Dataset items:
use serde::{Deserialize, Serialize};
use sqlx::{FromRow, PgPool};
use time::OffsetDateTime;
use uuid::Uuid;

/// Closed set of meal partitions; a day's logs split across these with no
/// overlap.
#[derive(Debug, Clone, Copy, PartialEq, Eq, Hash, Serialize, Deserialize, sqlx::Type)]
#[serde(rename_all = "lowercase")]
#[sqlx(type_name = "meal_type", rename_all = "lowercase")]
pub enum MealType {
    Breakfast,
    Lunch,
    Dinner,
    Snack,
}

#[derive(Debug, Clone, Serialize, Deserialize, FromRow)]
pub struct MealLog {
    pub id: Uuid,
    pub user_id: Uuid,
    pub name: String,
    pub meal_type: MealType,
    pub calories: f64,
    pub protein_g: f64,
    pub carbs_g: f64,
    pub fat_g: f64,
    #[serde(with = "time::serde::rfc3339")]
    pub eaten_at: OffsetDateTime,
    pub template_id: Option<Uuid>,
    #[serde(with = "time::serde::rfc3339")]
    pub created_at: OffsetDateTime,
}

#[derive(Debug, Clone)]
pub struct NewMealLog {
    pub name: String,
    pub meal_type: MealType,
    pub calories: f64,
    pub protein_g: f64,
    pub carbs_g: f64,
    pub fat_g: f64,
    pub eaten_at: OffsetDateTime,
    pub template_id: Option<Uuid>,
}

#[derive(Debug, Clone, Serialize, Deserialize, FromRow)]
pub struct MealTemplate {
    pub id: Uuid,
    pub user_id: Uuid,
    pub name: String,
    pub total_calories: f64,
    pub total_protein_g: f64,
    pub total_carbs_g: f64,
    pub total_fat_g: f64,
    #[serde(with = "time::serde::rfc3339")]
    pub created_at: OffsetDateTime,
}

#[derive(Debug, Clone, Serialize, Deserialize, FromRow)]
pub struct TemplateIngredient {
    pub id: Uuid,
    pub template_id: Uuid,
    pub name: String,
    pub calories: f64,
    pub protein_g: f64,
    pub carbs_g: f64,
    pub fat_g: f64,
    #[serde(with = "time::serde::rfc3339")]
    pub created_at: OffsetDateTime,
}

pub async fn fetch_meal_logs(
    db: &PgPool,
    user_id: Uuid,
    from: OffsetDateTime,
    to: OffsetDateTime,
    meal_type: Option<MealType>,
) -> anyhow::Result<Vec<MealLog>> {
    let rows = sqlx::query_as::<_, MealLog>(
        r#"
        SELECT id, user_id, name, meal_type, calories, protein_g, carbs_g, fat_g,
               eaten_at, template_id, created_at
        FROM meal_logs
        WHERE user_id = $1
          AND eaten_at >= $2
          AND eaten_at < $3
          AND ($4::meal_type IS NULL OR meal_type = $4)
        ORDER BY eaten_at ASC
        "#,
    )
    .bind(user_id)
    .bind(from)
    .bind(to)
    .bind(meal_type)
    .fetch_all(db)
    .await?;
    Ok(rows)
}

pub async fn insert_meal_log(
    db: &PgPool,
    user_id: Uuid,
    entry: NewMealLog,
) -> anyhow::Result<MealLog> {
    let row = sqlx::query_as::<_, MealLog>(
        r#"
        INSERT INTO meal_logs (user_id, name, meal_type, calories, protein_g, carbs_g, fat_g,
                               eaten_at, template_id)
        VALUES ($1, $2, $3, $4, $5, $6, $7, $8, $9)
        RETURNING id, user_id, name, meal_type, calories, protein_g, carbs_g, fat_g,
                  eaten_at, template_id, created_at
        "#,
    )
    .bind(user_id)
    .bind(&entry.name)
    .bind(entry.meal_type)
    .bind(entry.calories)
    .bind(entry.protein_g)
    .bind(entry.carbs_g)
    .bind(entry.fat_g)
    .bind(entry.eaten_at)
    .bind(entry.template_id)
    .fetch_one(db)
    .await?;
    Ok(row)
}

pub async fn delete_meal_log(db: &PgPool, user_id: Uuid, id: Uuid) -> anyhow::Result<bool> {
    let result = sqlx::query("DELETE FROM meal_logs WHERE id = $1 AND user_id = $2")
        .bind(id)
        .bind(user_id)
        .execute(db)
        .await?;
    Ok(result.rows_affected() > 0)
}

pub async fn find_template(
    db: &PgPool,
    user_id: Uuid,
    id: Uuid,
) -> anyhow::Result<Option<MealTemplate>> {
    let row = sqlx::query_as::<_, MealTemplate>(
        r#"
        SELECT id, user_id, name, total_calories, total_protein_g, total_carbs_g, total_fat_g,
               created_at
        FROM meal_templates
        WHERE id = $1 AND user_id = $2
        "#,
    )
    .bind(id)
    .bind(user_id)
    .fetch_optional(db)
    .await?;
    Ok(row)
}

pub async fn list_templates(db: &PgPool, user_id: Uuid) -> anyhow::Result<Vec<MealTemplate>> {
    let rows = sqlx::query_as::<_, MealTemplate>(
        r#"
        SELECT id, user_id, name, total_calories, total_protein_g, total_carbs_g, total_fat_g,
               created_at
        FROM meal_templates
        WHERE user_id = $1
        ORDER BY created_at DESC
        "#,
    )
    .bind(user_id)
    .fetch_all(db)
    .await?;
    Ok(rows)
}

pub async fn list_template_ingredients(
    db: &PgPool,
    template_id: Uuid,
) -> anyhow::Result<Vec<TemplateIngredient>> {
    let rows = sqlx::query_as::<_, TemplateIngredient>(
        r#"
        SELECT id, template_id, name, calories, protein_g, carbs_g, fat_g, created_at
        FROM meal_template_ingredients
        WHERE template_id = $1
        ORDER BY created_at ASC
        "#,
    )
    .bind(template_id)
    .fetch_all(db)
    .await?;
    Ok(rows)
}

pub struct NewIngredient {
    pub name: String,
    pub calories: f64,
    pub protein_g: f64,
    pub carbs_g: f64,
    pub fat_g: f64,
}

/// Creates a template with its ingredient rows in one transaction. The
/// stored totals are the exact sum of the ingredient rows at this moment;
/// they are not recomputed afterwards.
pub async fn create_template(
    db: &PgPool,
    user_id: Uuid,
    name: &str,
    ingredients: &[NewIngredient],
) -> anyhow::Result<MealTemplate> {
    let total_calories: f64 = ingredients.iter().map(|i| i.calories).sum();
    let total_protein: f64 = ingredients.iter().map(|i| i.protein_g).sum();
    let total_carbs: f64 = ingredients.iter().map(|i| i.carbs_g).sum();
    let total_fat: f64 = ingredients.iter().map(|i| i.fat_g).sum();

    let mut tx = db.begin().await?;
    let template = sqlx::query_as::<_, MealTemplate>(
        r#"
        INSERT INTO meal_templates (user_id, name, total_calories, total_protein_g,
                                    total_carbs_g, total_fat_g)
        VALUES ($1, $2, $3, $4, $5, $6)
        RETURNING id, user_id, name, total_calories, total_protein_g, total_carbs_g,
                  total_fat_g, created_at
        "#,
    )
    .bind(user_id)
    .bind(name)
    .bind(total_calories)
    .bind(total_protein)
    .bind(total_carbs)
    .bind(total_fat)
    .fetch_one(&mut *tx)
    .await?;

    for ing in ingredients {
        sqlx::query(
            r#"
            INSERT INTO meal_template_ingredients (template_id, name, calories, protein_g,
                                                   carbs_g, fat_g)
            VALUES ($1, $2, $3, $4, $5, $6)
            "#,
        )
        .bind(template.id)
        .bind(&ing.name)
        .bind(ing.calories)
        .bind(ing.protein_g)
        .bind(ing.carbs_g)
        .bind(ing.fat_g)
        .execute(&mut *tx)
        .await?;
    }

    tx.commit().await?;
    Ok(template)
}

pub async fn delete_template(db: &PgPool, user_id: Uuid, id: Uuid) -> anyhow::Result<bool> {
    let result = sqlx::query("DELETE FROM meal_templates WHERE id = $1 AND user_id = $2")
        .bind(id)
        .bind(user_id)
        .execute(db)
        .await?;
    Ok(result.rows_affected() > 0)
}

#### [ACTIVITY]
Please retype the data above exactly, including every line.

#### [RESULT FOR THIS TASK]
use serde::{Deserialize, Serialize};
use sqlx::{FromRow, PgPool};
use time::OffsetDateTime;
use uuid::Uuid;

/// Closed set of meal partitions; a day's logs split across these with no
/// overlap.
#[derive(Debug, Clone, Copy, PartialEq, Eq, Hash, Serialize, Deserialize, sqlx::Type)]
#[serde(rename_all = "lowercase")]
#[sqlx(type_name = "meal_type", rename_all = "lowercase")]
pub enum MealType {
    Breakfast,
    Lunch,
    Dinner,
    Snack,
}

#[derive(Debug, Clone, Serialize, Deserialize, FromRow)]
pub struct MealLog {
    pub id: Uuid,
    pub user_id: Uuid,
    pub name: String,
    pub meal_type: MealType,
    pub calories: f64,
    pub protein_g: f64,
    pub carbs_g: f64,
    pub fat_g: f64,
    #[serde(with = "time::serde::rfc3339")]
    pub eaten_at: OffsetDateTime,
    pub template_id: Option<Uuid>,
    #[serde(with = "time::serde::rfc3339")]
    pub created_at: OffsetDateTime,
}

#[derive(Debug, Clone)]
pub struct NewMealLog {
    pub name: String,
    pub meal_type: MealType,
    pub calories: f64,
    pub protein_g: f64,
    pub carbs_g: f64,
    pub fat_g: f64,
    pub eaten_at: OffsetDateTime,
    pub template_id: Option<Uuid>,
}

#[derive(Debug, Clone, Serialize, Deserialize, FromRow)]
pub struct MealTemplate {
    pub id: Uuid,
    pub user_id: Uuid,
    pub name: String,
    pub total_calories: f64,
    pub total_protein_g: f64,
    pub total_carbs_g: f64,
    pub total_fat_g: f64,
    #[serde(with = "time::serde::rfc3339")]
    pub created_at: OffsetDateTime,
}

#[derive(Debug, Clone, Serialize, Deserialize, FromRow)]
pub struct TemplateIngredient {
    pub id: Uuid,
    pub template_id: Uuid,
    pub name: String,
    pub calories: f64,
    pub protein_g: f64,
    pub carbs_g: f64,
    pub fat_g: f64,
    #[serde(with = "time::serde::rfc3339")]
    pub created_at: OffsetDateTime,
}

pub async fn fetch_meal_logs(
    db: &PgPool,
    user_id: Uuid,
    from: OffsetDateTime,
    to: OffsetDateTime,
    meal_type: Option<MealType>,
) -> anyhow::Result<Vec<MealLog>> {
    let rows = sqlx::query_as::<_, MealLog>(
        r#"
        SELECT id, user_id, name, meal_type, calories, protein_g, carbs_g, fat_g,
               eaten_at, template_id, created_at
        FROM meal_logs
        WHERE user_id = $1
          AND eaten_at >= $2
          AND eaten_at < $3
          AND ($4::meal_type IS NULL OR meal_type = $4)
        ORDER BY eaten_at ASC
        "#,
    )
    .bind(user_id)
    .bind(from)
    .bind(to)
    .bind(meal_type)
    .fetch_all(db)
    .await?;
    Ok(rows)
}

pub async fn insert_meal_log(
    db: &PgPool,
    user_id: Uuid,
    entry: NewMealLog,
) -> anyhow::Result<MealLog> {
    let row = sqlx::query_as::<_, MealLog>(
        r#"
        INSERT INTO meal_logs (user_id, name, meal_type, calories, protein_g, carbs_g, fat_g,
                               eaten_at, template_id)
        VALUES ($1, $2, $3, $4, $5, $6, $7, $8, $9)
        RETURNING id, user_id, name, meal_type, calories, protein_g, carbs_g, fat_g,
                  eaten_at, template_id, created_at
        "#,
    )
    .bind(user_id)
    .bind(&entry.name)
    .bind(entry.meal_type)
    .bind(entry.calories)
    .bind(entry.protein_g)
    .bind(entry.carbs_g)
    .bind(entry.fat_g)
    .bind(entry.eaten_at)
    .bind(entry.template_id)
    .fetch_one(db)
    .await?;
    Ok(row)
}

pub async fn delete_meal_log(db: &PgPool, user_id: Uuid, id: Uuid) -> anyhow::Result<bool> {
    let result = sqlx::query("DELETE FROM meal_logs WHERE id = $1 AND user_id = $2")
        .bind(id)
        .bind(user_id)
        .execute(db)
        .await?;
    Ok(result.rows_affected() > 0)
}

pub async fn find_template(
    db: &PgPool,
    user_id: Uuid,
    id: Uuid,
) -> anyhow::Result<Option<MealTemplate>> {
    let row = sqlx::query_as::<_, MealTemplate>(
        r#"
        SELECT id, user_id, name, total_calories, total_protein_g, total_carbs_g, total_fat_g,
               created_at
        FROM meal_templates
        WHERE id = $1 AND user_id = $2
        "#,
    )
    .bind(id)
    .bind(user_id)
    .fetch_optional(db)
    .await?;
    Ok(row)
}

pub async fn list_templates(db: &PgPool, user_id: Uuid) -> anyhow::Result<Vec<MealTemplate>> {
    let rows = sqlx::query_as::<_, MealTemplate>(
        r#"
        SELECT id, user_id, name, total_calories, total_protein_g, total_carbs_g, total_fat_g,
               created_at
        FROM meal_templates
        WHERE user_id = $1
        ORDER BY created_at DESC
        "#,
    )
    .bind(user_id)
    .fetch_all(db)
    .await?;
    Ok(rows)
}

pub async fn list_template_ingredients(
    db: &PgPool,
    template_id: Uuid,
) -> anyhow::Result<Vec<TemplateIngredient>> {
    let rows = sqlx::query_as::<_, TemplateIngredient>(
        r#"
        SELECT id, template_id, name, calories, protein_g, carbs_g, fat_g, created_at
        FROM meal_template_ingredients
        WHERE template_id = $1
        ORDER BY created_at ASC
        "#,
    )
    .bind(template_id)
    .fetch_all(db)
    .await?;
    Ok(rows)
}

pub struct NewIngredient {
    pub name: String,
    pub calories: f64,
    pub protein_g: f64,
    pub carbs_g: f64,
    pub fat_g: f64,
}

/// Creates a template with its ingredient rows in one transaction. The
/// stored totals are the exact sum of the ingredient rows at this moment;
/// they are not recomputed afterwards.
pub async fn create_template(
    db: &PgPool,
    user_id: Uuid,
    name: &str,
    ingredients: &[NewIngredient],
) -> anyhow::Result<MealTemplate> {
    let total_calories: f64 = ingredients.iter().map(|i| i.calories).sum();
    let total_protein: f64 = ingredients.iter().map(|i| i.protein_g).sum();
    let total_carbs: f64 = ingredients.iter().map(|i| i.carbs_g).sum();
    let total_fat: f64 = ingredients.iter().map(|i| i.fat_g).sum();

    let mut tx = db.begin().await?;
    let template = sqlx::query_as::<_, MealTemplate>(
        r#"
        INSERT INTO meal_templates (user_id, name, total_calories, total_protein_g,
                                    total_carbs_g, total_fat_g)
        VALUES ($1, $2, $3, $4, $5, $6)
        RETURNING id, user_id, name, total_calories, total_protein_g, total_carbs_g,
                  total_fat_g, created_at
        "#,
    )
    .bind(user_id)
    .bind(name)
    .bind(total_calories)
    .bind(total_protein)
    .bind(total_carbs)
    .bind(total_fat)
    .fetch_one(&mut *tx)
    .await?;

    for ing in ingredients {
        sqlx::query(
            r#"
            INSERT INTO meal_template_ingredients (template_id, name, calories, protein_g,
                                                   carbs_g, fat_g)
            VALUES ($1, $2, $3, $4, $5, $6)
            "#,
        )
        .bind(template.id)
        .bind(&ing.name)
        .bind(ing.calories)
        .bind(ing.protein_g)
        .bind(ing.carbs_g)
        .bind(ing.fat_g)
        .execute(&mut *tx)
        .await?;
    }

    tx.commit().await?;
    Ok(template)
}

pub async fn delete_template(db: &PgPool, user_id: Uuid, id: Uuid) -> anyhow::Result<bool> {
    let result = sqlx::query("DELETE FROM meal_templates WHERE id = $1 AND user_id = $2")
        .bind(id)
        .bind(user_id)
        .execute(db)
        .await?;
    Ok(result.rows_affected() > 0)
}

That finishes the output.